In which lines of the data does the string "handle" appear? Copy every one.

(Input data)

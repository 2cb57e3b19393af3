//! Materialized read view of a record.

use crate::model::{InternalModel, RecordErrors};
use crate::schema::ModelSchema;
use crate::state::{RecordState, StateFlags};
use crate::types::{AttrMap, ModelId};

/// What consumers (and filter predicates) see of a record.
#[derive(Clone, Copy)]
pub struct RecordView<'a> {
    model: &'a InternalModel,
    schema: &'a ModelSchema,
}

impl<'a> RecordView<'a> {
    pub fn new(model: &'a InternalModel, schema: &'a ModelSchema) -> Self {
        Self { model, schema }
    }

    pub fn handle(&self) -> ModelId {
        self.model.handle()
    }

    pub fn model_name(&self) -> &'a str {
        self.model.model_name()
    }

    pub fn id(&self) -> Option<&'a str> {
        self.model.id()
    }

    pub fn state(&self) -> RecordState {
        self.model.current_state()
    }

    pub fn flags(&self) -> StateFlags {
        self.model.flags()
    }

    pub fn is_dirty(&self) -> bool {
        self.model.is_dirty()
    }

    pub fn is_new(&self) -> bool {
        self.model.is_new()
    }

    pub fn is_deleted(&self) -> bool {
        self.model.is_deleted()
    }

    pub fn is_error(&self) -> bool {
        self.model.is_error()
    }

    /// Visible value of an attribute, falling back to its declared default.
    pub fn attr(&self, name: &str) -> Option<&'a serde_json::Value> {
        self.model.attr(name).or_else(|| {
            self.schema
                .attribute(name)
                .and_then(|def| def.default.as_ref())
        })
    }

    /// Every declared attribute that currently has a value.
    pub fn attributes(&self) -> AttrMap {
        self.schema
            .attributes
            .iter()
            .filter_map(|def| {
                self.attr(&def.name)
                    .map(|value| (def.name.clone(), value.clone()))
            })
            .collect()
    }

    pub fn errors(&self) -> &'a RecordErrors {
        self.model.errors()
    }
}

impl std::fmt::Debug for RecordView<'_> {
    fn fmt(&self, f: &mut std::fmt::Formatter<'_>) -> std::fmt::Result {
        f.debug_struct("RecordView")
            .field("type", &self.model_name())
            .field("id", &self.id())
            .field("state", &self.state().path())
            .finish()
    }
}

(End Input data)

> Solved problem:
    pub fn handle(&self) -> ModelId {
        self.model.handle()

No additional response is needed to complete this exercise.